Instructions to follow
The required answer is every line of the data containing the word "MatchFilter".
::: Data records
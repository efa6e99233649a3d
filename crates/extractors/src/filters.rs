use std::collections::BTreeSet;
use std::sync::LazyLock;

use regex::Regex;
use rustc_hash::FxHashMap;
use thiserror::Error;

#[derive(Debug, Error, PartialEq)]
pub enum FilterParseError {
    #[error("bad season/episode token `{0}`")]
    BadNumberToken(String),
    #[error("bad regex `{0}`: {1}")]
    BadRegex(String, String),
    #[error("dangling parameter `{0}` (filters come in pairs)")]
    DanglingParam(String),
    #[error("bad index token `{0}`")]
    BadIndex(String),
}

/// Episodes wanted within one season.
#[derive(Debug, Clone, PartialEq, Eq)]
pub enum EpisodeSet {
    All,
    Numbers(BTreeSet<u32>),
}

/// `S01E07`-style number filter after merging all contributing tokens.
///
/// Keys are season numbers; `None` is the season-independent bucket fed by
/// bare `E03` tokens. `S01` widens season 1 to [`EpisodeSet::All`],
/// overriding any narrower prior contribution.
#[derive(Debug, Clone, Default, PartialEq)]
pub struct NumberFilter {
    wanted: FxHashMap<Option<u32>, EpisodeSet>,
}

static NUMBER_TOKEN: LazyLock<Regex> =
    LazyLock::new(|| Regex::new(r"^(?i)(?:S(\d+)(?:-(\d+))?)?(?:E(\d+))?$").unwrap());

impl NumberFilter {
    /// Merge one token (`S01`, `S01E07`, `E03`, `S01-04`) into the map.
    pub fn add_token(&mut self, token: &str) -> Result<(), FilterParseError> {
        let caps = NUMBER_TOKEN
            .captures(token)
            .filter(|c| c.get(1).is_some() || c.get(3).is_some())
            .ok_or_else(|| FilterParseError::BadNumberToken(token.to_string()))?;

        // Digits are guaranteed by the pattern; overflow is not.
        let parse = |m: Option<regex::Match<'_>>| -> Result<Option<u32>, FilterParseError> {
            m.map(|m| {
                m.as_str()
                    .parse::<u32>()
                    .map_err(|_| FilterParseError::BadNumberToken(token.to_string()))
            })
            .transpose()
        };
        let season_start = parse(caps.get(1))?;
        let season_end = parse(caps.get(2))?;
        let episode = parse(caps.get(3))?;

        let seasons: Vec<Option<u32>> = match (season_start, season_end) {
            (Some(start), Some(end)) if end >= start => (start..=end).map(Some).collect(),
            (Some(_), Some(_)) => {
                return Err(FilterParseError::BadNumberToken(token.to_string()));
            }
            (Some(start), None) => vec![Some(start)],
            (None, _) => vec![None],
        };

        for season in seasons {
            match episode {
                // `S01` widens the whole season, overriding narrower sets.
                None => {
                    self.wanted.insert(season, EpisodeSet::All);
                }
                Some(ep) => match self.wanted.entry(season).or_insert_with(|| {
                    EpisodeSet::Numbers(BTreeSet::new())
                }) {
                    EpisodeSet::All => {}
                    EpisodeSet::Numbers(set) => {
                        set.insert(ep);
                    }
                },
            }
        }
        Ok(())
    }

    /// Does an episode with these coordinates pass the merged filter?
    pub fn passes(&self, season_number: u32, episode_number: u32) -> bool {
        match self.wanted.get(&None) {
            Some(EpisodeSet::All) => return true,
            Some(EpisodeSet::Numbers(set)) if set.contains(&episode_number) => return true,
            _ => {}
        }
        match self.wanted.get(&Some(season_number)) {
            Some(EpisodeSet::All) => true,
            Some(EpisodeSet::Numbers(set)) => set.contains(&episode_number),
            None => false,
        }
    }

    /// Could *any* episode of this season pass? Gates the detailed
    /// season fetch.
    pub fn wants_season(&self, season_number: u32) -> bool {
        self.wanted.contains_key(&None) || self.wanted.contains_key(&Some(season_number))
    }

    pub fn is_empty(&self) -> bool {
        self.wanted.is_empty()
    }
}

/// Compiled title filter. Absolute filters must all match; non-absolute
/// filters are OR-ed.
#[derive(Debug, Clone)]
pub struct MatchFilter {
    pub regex: Regex,
    pub absolute: bool,
}

impl MatchFilter {
    pub fn new(pattern: &str) -> Result<Self, FilterParseError> {
        // A leading `!` marks the filter absolute.
        let (absolute, pattern) = match pattern.strip_prefix('!') {
            Some(rest) => (true, rest),
            None => (false, pattern),
        };
        let regex = Regex::new(pattern)
            .map_err(|e| FilterParseError::BadRegex(pattern.to_string(), e.to_string()))?;
        Ok(Self { regex, absolute })
    }
}

/// Everything filtering an extraction: at most one merged number filter
/// plus any number of title filters.
#[derive(Debug, Clone, Default)]
pub struct FilterSet {
    pub number: NumberFilter,
    pub matches: Vec<MatchFilter>,
}

impl FilterSet {
    pub fn is_empty(&self) -> bool {
        self.number.is_empty() && self.matches.is_empty()
    }

    /// Merge another set into this one (used to link global filters with
    /// positional ones before a run starts).
    pub fn merge(&mut self, other: &FilterSet) {
        for (season, episodes) in &other.number.wanted {
            match episodes {
                EpisodeSet::All => {
                    self.number.wanted.insert(*season, EpisodeSet::All);
                }
                EpisodeSet::Numbers(set) => match self
                    .number
                    .wanted
                    .entry(*season)
                    .or_insert_with(|| EpisodeSet::Numbers(BTreeSet::new()))
                {
                    EpisodeSet::All => {}
                    EpisodeSet::Numbers(existing) => existing.extend(set.iter().copied()),
                },
            }
        }
        self.matches.extend(other.matches.iter().cloned());
    }

    /// A title passes iff every absolute filter matches AND (at least one
    /// non-absolute filter matches, or there are none).
    pub fn passes_title(&self, title: &str) -> bool {
        let mut any_relative = false;
        let mut relative_hit = false;
        for filter in &self.matches {
            if filter.absolute {
                if !filter.regex.is_match(title) {
                    return false;
                }
            } else {
                any_relative = true;
                relative_hit |= filter.regex.is_match(title);
            }
        }
        !any_relative || relative_hit
    }

    pub fn wants_season(&self, season_number: u32) -> bool {
        self.number.is_empty() || self.number.wants_season(season_number)
    }

    pub fn wants_episode(&self, season_number: u32, episode_number: u32, title: &str) -> bool {
        (self.number.is_empty() || self.number.passes(season_number, episode_number))
            && self.passes_title(title)
    }
}

/// Parse a full `--filters` expression into the global set plus positional
/// sets (index → set).
///
/// Grammar: whitespace-separated tokens, quoted strings kept together.
/// `global` and `i{N}` switch the indexing cursor; remaining tokens come
/// in `<param> <filter>` pairs where `filter` is the keyword `number`
/// (the param then feeds the number filter) or a regex string (compiled
/// into a match filter; a `!` prefix marks it absolute).
pub fn parse_filter_expression(
    input: &str,
) -> Result<(FilterSet, FxHashMap<usize, FilterSet>), FilterParseError> {
    let mut global = FilterSet::default();
    let mut positional: FxHashMap<usize, FilterSet> = FxHashMap::default();

    #[derive(Clone, Copy)]
    enum Cursor {
        Global,
        Index(usize),
    }
    let mut cursor = Cursor::Global;

    let tokens = tokenize(input);
    let mut iter = tokens.into_iter().peekable();

    static INDEX_TOKEN: LazyLock<Regex> = LazyLock::new(|| Regex::new(r"^i(\d+)$").unwrap());

    while let Some(token) = iter.next() {
        if token == "global" {
            cursor = Cursor::Global;
            continue;
        }
        if let Some(caps) = INDEX_TOKEN.captures(&token) {
            let idx = caps[1]
                .parse::<usize>()
                .map_err(|_| FilterParseError::BadIndex(token.clone()))?;
            cursor = Cursor::Index(idx);
            continue;
        }

        let filter = iter
            .next()
            .ok_or_else(|| FilterParseError::DanglingParam(token.clone()))?;

        let target = match cursor {
            Cursor::Global => &mut global,
            Cursor::Index(i) => positional.entry(i).or_default(),
        };

        if filter == "number" {
            target.number.add_token(&token)?;
        } else {
            target.matches.push(MatchFilter::new(&filter)?);
        }
    }

    Ok((global, positional))
}

/// Split on whitespace, keeping single- or double-quoted spans together.
fn tokenize(input: &str) -> Vec<String> {
    let mut tokens = Vec::new();
    let mut current = String::new();
    let mut quote: Option<char> = None;

    for c in input.chars() {
        match quote {
            Some(q) if c == q => quote = None,
            Some(_) => current.push(c),
            None if c == '"' || c == '\'' => quote = Some(c),
            None if c.is_whitespace() => {
                if !current.is_empty() {
                    tokens.push(std::mem::take(&mut current));
                }
            }
            None => current.push(c),
        }
    }
    if !current.is_empty() {
        tokens.push(current);
    }
    tokens
}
::::::
Solution to the problem
pub struct MatchFilter {
impl MatchFilter {
    pub matches: Vec<MatchFilter>,
            target.matches.push(MatchFilter::new(&filter)?);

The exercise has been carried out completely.